* DATA FOR PROCESSING
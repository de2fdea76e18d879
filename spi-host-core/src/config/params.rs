//! Peripheral and SDK parameters

#[cfg(feature = "serde")]
use serde::{Deserialize, Serialize};

use super::ConfigError;
use crate::words::ByteOrder;

/// Largest command queue depth STATUS.CMDQD can report
pub const MAX_CMD_DEPTH: u8 = 15;

/// CONFIGOPTS registers in the register map, one per addressable line
pub const MAX_NUM_CS: u8 = 2;

/// Synthesis parameters of one SPI host instance
#[derive(Debug, Clone, Copy, PartialEq, Eq)]
#[cfg_attr(feature = "defmt", derive(defmt::Format))]
#[cfg_attr(feature = "serde", derive(Serialize, Deserialize))]
#[cfg_attr(feature = "serde", serde(default))]
pub struct HostParams {
    /// Chip-select lines
    pub num_cs: u8,
    /// TX FIFO depth in words
    pub tx_depth: u8,
    /// RX FIFO depth in words
    pub rx_depth: u8,
    /// Command queue depth
    pub cmd_depth: u8,
}

impl HostParams {
    pub const fn new() -> Self {
        Self {
            num_cs: 2,
            tx_depth: 72,
            rx_depth: 64,
            cmd_depth: 4,
        }
    }

    pub fn validate(&self) -> Result<(), ConfigError> {
        if self.num_cs == 0 || self.num_cs > MAX_NUM_CS {
            return Err(ConfigError::NumCsInvalid);
        }
        if self.tx_depth == 0
            || self.rx_depth == 0
            || self.cmd_depth == 0
            || self.cmd_depth > MAX_CMD_DEPTH
        {
            return Err(ConfigError::DepthInvalid);
        }
        Ok(())
    }
}

impl Default for HostParams {
    fn default() -> Self {
        Self::new()
    }
}

/// Transaction engine settings shared by all peripherals
#[derive(Debug, Clone, Copy, PartialEq, Eq)]
#[cfg_attr(feature = "defmt", derive(defmt::Format))]
#[cfg_attr(feature = "serde", derive(Serialize, Deserialize))]
#[cfg_attr(feature = "serde", serde(default))]
pub struct SdkConfig {
    /// System clock feeding the SPI hosts, in Hz
    pub system_clock_hz: u32,
    /// TX watermark override (words); `None` uses a quarter of the FIFO
    pub tx_watermark: Option<u8>,
    /// RX watermark override (words); `None` leaves 12 words of headroom
    pub rx_watermark: Option<u8>,
    /// Byte order used when packing bytes into FIFO words
    pub byte_order: ByteOrder,
}

impl SdkConfig {
    pub const fn new(system_clock_hz: u32) -> Self {
        Self {
            system_clock_hz,
            tx_watermark: None,
            rx_watermark: None,
            byte_order: ByteOrder::LittleEndian,
        }
    }

    /// TX watermark programmed at launch
    pub fn tx_watermark(&self, params: &HostParams) -> u8 {
        self.tx_watermark.unwrap_or(params.tx_depth / 4)
    }

    /// RX watermark programmed at launch
    pub fn rx_watermark(&self, params: &HostParams) -> u8 {
        self.rx_watermark
            .unwrap_or(params.rx_depth.saturating_sub(12))
    }

    /// Check the settings against one peripheral
    pub fn validate(&self, params: &HostParams) -> Result<(), ConfigError> {
        if self.system_clock_hz == 0 {
            return Err(ConfigError::ZeroClock);
        }
        if self.tx_watermark(params) > params.tx_depth
            || self.rx_watermark(params) > params.rx_depth
        {
            return Err(ConfigError::WatermarkExceeds);
        }
        Ok(())
    }
}

impl Default for SdkConfig {
    fn default() -> Self {
        Self::new(100_000_000)
    }
}

#[cfg(test)]
mod tests {
    use super::*;

    #[test]
    fn test_default_watermarks() {
        let params = HostParams::default();
        let cfg = SdkConfig::default();
        assert_eq!(cfg.tx_watermark(&params), 18);
        assert_eq!(cfg.rx_watermark(&params), 52);
        assert!(cfg.validate(&params).is_ok());
    }

    #[test]
    fn test_watermark_override_bounded_by_depth() {
        let params = HostParams::default();
        let cfg = SdkConfig {
            rx_watermark: Some(65),
            ..SdkConfig::default()
        };
        assert_eq!(cfg.validate(&params), Err(ConfigError::WatermarkExceeds));
    }

    #[test]
    fn test_small_rx_fifo_saturates() {
        let params = HostParams {
            rx_depth: 8,
            ..HostParams::new()
        };
        assert_eq!(SdkConfig::default().rx_watermark(&params), 0);
    }

    #[test]
    fn test_params_validation() {
        assert_eq!(
            HostParams { num_cs: 0, ..HostParams::new() }.validate(),
            Err(ConfigError::NumCsInvalid)
        );
        assert_eq!(
            HostParams { num_cs: 4, ..HostParams::new() }.validate(),
            Err(ConfigError::NumCsInvalid)
        );
        assert!(HostParams { num_cs: 1, ..HostParams::new() }.validate().is_ok());
        assert_eq!(
            HostParams { cmd_depth: 16, ..HostParams::new() }.validate(),
            Err(ConfigError::DepthInvalid)
        );
        assert_eq!(
            SdkConfig::new(0).validate(&HostParams::new()),
            Err(ConfigError::ZeroClock)
        );
    }
}
//! Wait primitive
//!
//! Every polling loop in the driver and SDK goes through [`Wait`], so the
//! target can sleep between checks and tests can advance a simulated
//! peripheral instead.

/// A way to pass time while a hardware condition settles
pub trait Wait {
    /// Pause once (one polling interval)
    fn wait(&mut self);

    /// Pause until `done` returns true
    fn wait_until<F>(&mut self, mut done: F)
    where
        F: FnMut() -> bool,
    {
        while !done() {
            self.wait();
        }
    }
}

impl<W: Wait + ?Sized> Wait for &mut W {
    fn wait(&mut self) {
        (**self).wait()
    }
}

/// Busy-wait with a spin-loop hint
#[derive(Debug, Default, Clone, Copy)]
pub struct Spin;

impl Wait for Spin {
    #[inline]
    fn wait(&mut self) {
        core::hint::spin_loop();
    }
}

/// Sleep until the next interrupt
///
/// Only correct when the awaited condition raises an interrupt (or when
/// a periodic interrupt is running), otherwise the hart sleeps forever.
#[cfg(any(target_arch = "riscv32", target_arch = "riscv64"))]
#[derive(Debug, Default, Clone, Copy)]
pub struct Wfi;

#[cfg(any(target_arch = "riscv32", target_arch = "riscv64"))]
impl Wait for Wfi {
    #[inline]
    #[allow(unsafe_code, unused_unsafe)]
    fn wait(&mut self) {
        // SAFETY: wfi only stalls the hart until an interrupt is pending
        unsafe { riscv::asm::wfi() };
    }
}

#[cfg(test)]
mod tests {
    use super::*;

    struct Counter(u32);

    impl Wait for Counter {
        fn wait(&mut self) {
            self.0 += 1;
        }
    }

    #[test]
    fn test_wait_until_counts_polls() {
        let mut w = Counter(0);
        let mut remaining = 3;
        w.wait_until(|| {
            if remaining == 0 {
                true
            } else {
                remaining -= 1;
                false
            }
        });
        assert_eq!(w.0, 3);
    }

    #[test]
    fn test_wait_until_already_true() {
        let mut w = Counter(0);
        w.wait_until(|| true);
        assert_eq!(w.0, 0);
    }
}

* WHAT YOU WILL DO
Please copy out the preceding data in full, exactly as written.

* THE ANSWER
repository de2fdea76e18d879
filename spi-host-core/src/config/params.rs
//! Peripheral and SDK parameters

#[cfg(feature = "serde")]
use serde::{Deserialize, Serialize};

use super::ConfigError;
use crate::words::ByteOrder;

/// Largest command queue depth STATUS.CMDQD can report
pub const MAX_CMD_DEPTH: u8 = 15;

/// CONFIGOPTS registers in the register map, one per addressable line
pub const MAX_NUM_CS: u8 = 2;

/// Synthesis parameters of one SPI host instance
#[derive(Debug, Clone, Copy, PartialEq, Eq)]
#[cfg_attr(feature = "defmt", derive(defmt::Format))]
#[cfg_attr(feature = "serde", derive(Serialize, Deserialize))]
#[cfg_attr(feature = "serde", serde(default))]
pub struct HostParams {
    /// Chip-select lines
    pub num_cs: u8,
    /// TX FIFO depth in words
    pub tx_depth: u8,
    /// RX FIFO depth in words
    pub rx_depth: u8,
    /// Command queue depth
    pub cmd_depth: u8,
}

impl HostParams {
    pub const fn new() -> Self {
        Self {
            num_cs: 2,
            tx_depth: 72,
            rx_depth: 64,
            cmd_depth: 4,
        }
    }

    pub fn validate(&self) -> Result<(), ConfigError> {
        if self.num_cs == 0 || self.num_cs > MAX_NUM_CS {
            return Err(ConfigError::NumCsInvalid);
        }
        if self.tx_depth == 0
            || self.rx_depth == 0
            || self.cmd_depth == 0
            || self.cmd_depth > MAX_CMD_DEPTH
        {
            return Err(ConfigError::DepthInvalid);
        }
        Ok(())
    }
}

impl Default for HostParams {
    fn default() -> Self {
        Self::new()
    }
}

/// Transaction engine settings shared by all peripherals
#[derive(Debug, Clone, Copy, PartialEq, Eq)]
#[cfg_attr(feature = "defmt", derive(defmt::Format))]
#[cfg_attr(feature = "serde", derive(Serialize, Deserialize))]
#[cfg_attr(feature = "serde", serde(default))]
pub struct SdkConfig {
    /// System clock feeding the SPI hosts, in Hz
    pub system_clock_hz: u32,
    /// TX watermark override (words); `None` uses a quarter of the FIFO
    pub tx_watermark: Option<u8>,
    /// RX watermark override (words); `None` leaves 12 words of headroom
    pub rx_watermark: Option<u8>,
    /// Byte order used when packing bytes into FIFO words
    pub byte_order: ByteOrder,
}

impl SdkConfig {
    pub const fn new(system_clock_hz: u32) -> Self {
        Self {
            system_clock_hz,
            tx_watermark: None,
            rx_watermark: None,
            byte_order: ByteOrder::LittleEndian,
        }
    }

    /// TX watermark programmed at launch
    pub fn tx_watermark(&self, params: &HostParams) -> u8 {
        self.tx_watermark.unwrap_or(params.tx_depth / 4)
    }

    /// RX watermark programmed at launch
    pub fn rx_watermark(&self, params: &HostParams) -> u8 {
        self.rx_watermark
            .unwrap_or(params.rx_depth.saturating_sub(12))
    }

    /// Check the settings against one peripheral
    pub fn validate(&self, params: &HostParams) -> Result<(), ConfigError> {
        if self.system_clock_hz == 0 {
            return Err(ConfigError::ZeroClock);
        }
        if self.tx_watermark(params) > params.tx_depth
            || self.rx_watermark(params) > params.rx_depth
        {
            return Err(ConfigError::WatermarkExceeds);
        }
        Ok(())
    }
}

impl Default for SdkConfig {
    fn default() -> Self {
        Self::new(100_000_000)
    }
}

#[cfg(test)]
mod tests {
    use super::*;

    #[test]
    fn test_default_watermarks() {
        let params = HostParams::default();
        let cfg = SdkConfig::default();
        assert_eq!(cfg.tx_watermark(&params), 18);
        assert_eq!(cfg.rx_watermark(&params), 52);
        assert!(cfg.validate(&params).is_ok());
    }

    #[test]
    fn test_watermark_override_bounded_by_depth() {
        let params = HostParams::default();
        let cfg = SdkConfig {
            rx_watermark: Some(65),
            ..SdkConfig::default()
        };
        assert_eq!(cfg.validate(&params), Err(ConfigError::WatermarkExceeds));
    }

    #[test]
    fn test_small_rx_fifo_saturates() {
        let params = HostParams {
            rx_depth: 8,
            ..HostParams::new()
        };
        assert_eq!(SdkConfig::default().rx_watermark(&params), 0);
    }

    #[test]
    fn test_params_validation() {
        assert_eq!(
            HostParams { num_cs: 0, ..HostParams::new() }.validate(),
            Err(ConfigError::NumCsInvalid)
        );
        assert_eq!(
            HostParams { num_cs: 4, ..HostParams::new() }.validate(),
            Err(ConfigError::NumCsInvalid)
        );
        assert!(HostParams { num_cs: 1, ..HostParams::new() }.validate().is_ok());
        assert_eq!(
            HostParams { cmd_depth: 16, ..HostParams::new() }.validate(),
            Err(ConfigError::DepthInvalid)
        );
        assert_eq!(
            SdkConfig::new(0).validate(&HostParams::new()),
            Err(ConfigError::ZeroClock)
        );
    }
}
//! Wait primitive
//!
//! Every polling loop in the driver and SDK goes through [`Wait`], so the
//! target can sleep between checks and tests can advance a simulated
//! peripheral instead.

/// A way to pass time while a hardware condition settles
pub trait Wait {
    /// Pause once (one polling interval)
    fn wait(&mut self);

    /// Pause until `done` returns true
    fn wait_until<F>(&mut self, mut done: F)
    where
        F: FnMut() -> bool,
    {
        while !done() {
            self.wait();
        }
    }
}

impl<W: Wait + ?Sized> Wait for &mut W {
    fn wait(&mut self) {
        (**self).wait()
    }
}

/// Busy-wait with a spin-loop hint
#[derive(Debug, Default, Clone, Copy)]
pub struct Spin;

impl Wait for Spin {
    #[inline]
    fn wait(&mut self) {
        core::hint::spin_loop();
    }
}

/// Sleep until the next interrupt
///
/// Only correct when the awaited condition raises an interrupt (or when
/// a periodic interrupt is running), otherwise the hart sleeps forever.
#[cfg(any(target_arch = "riscv32", target_arch = "riscv64"))]
#[derive(Debug, Default, Clone, Copy)]
pub struct Wfi;

#[cfg(any(target_arch = "riscv32", target_arch = "riscv64"))]
impl Wait for Wfi {
    #[inline]
    #[allow(unsafe_code, unused_unsafe)]
    fn wait(&mut self) {
        // SAFETY: wfi only stalls the hart until an interrupt is pending
        unsafe { riscv::asm::wfi() };
    }
}

#[cfg(test)]
mod tests {
    use super::*;

    struct Counter(u32);

    impl Wait for Counter {
        fn wait(&mut self) {
            self.0 += 1;
        }
    }

    #[test]
    fn test_wait_until_counts_polls() {
        let mut w = Counter(0);
        let mut remaining = 3;
        w.wait_until(|| {
            if remaining == 0 {
                true
            } else {
                remaining -= 1;
                false
            }
        });
        assert_eq!(w.0, 3);
    }

    #[test]
    fn test_wait_until_already_true() {
        let mut w = Counter(0);
        w.wait_until(|| true);
        assert_eq!(w.0, 0);
    }
}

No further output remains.